How to complete this task:
The entries below should be copied exactly and completely.

※ ※ ※

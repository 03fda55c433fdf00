//! Server health probing and connection diagnosis.
//!
//! Probes never hang and never return errors: every check completes within
//! its timeout and yields a classified result the caller can act on, e.g.
//! switching to placeholder data when the service is unreachable.

mod diagnose;
mod probe;

pub use diagnose::{CandidateCause, Diagnosis};
pub use probe::{
  EndpointCheck, FailureCause, HealthProbe, HealthResult, HealthStatus, DEFAULT_PROBE_TIMEOUT,
};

※ ※ ※

Response:
repository 03fda55c433fdf00
//! Server health probing and connection diagnosis.
//!
//! Probes never hang and never return errors: every check completes within
//! its timeout and yields a classified result the caller can act on, e.g.
//! switching to placeholder data when the service is unreachable.

mod diagnose;
mod probe;

pub use diagnose::{CandidateCause, Diagnosis};
pub use probe::{
  EndpointCheck, FailureCause, HealthProbe, HealthResult, HealthStatus, DEFAULT_PROBE_TIMEOUT,
};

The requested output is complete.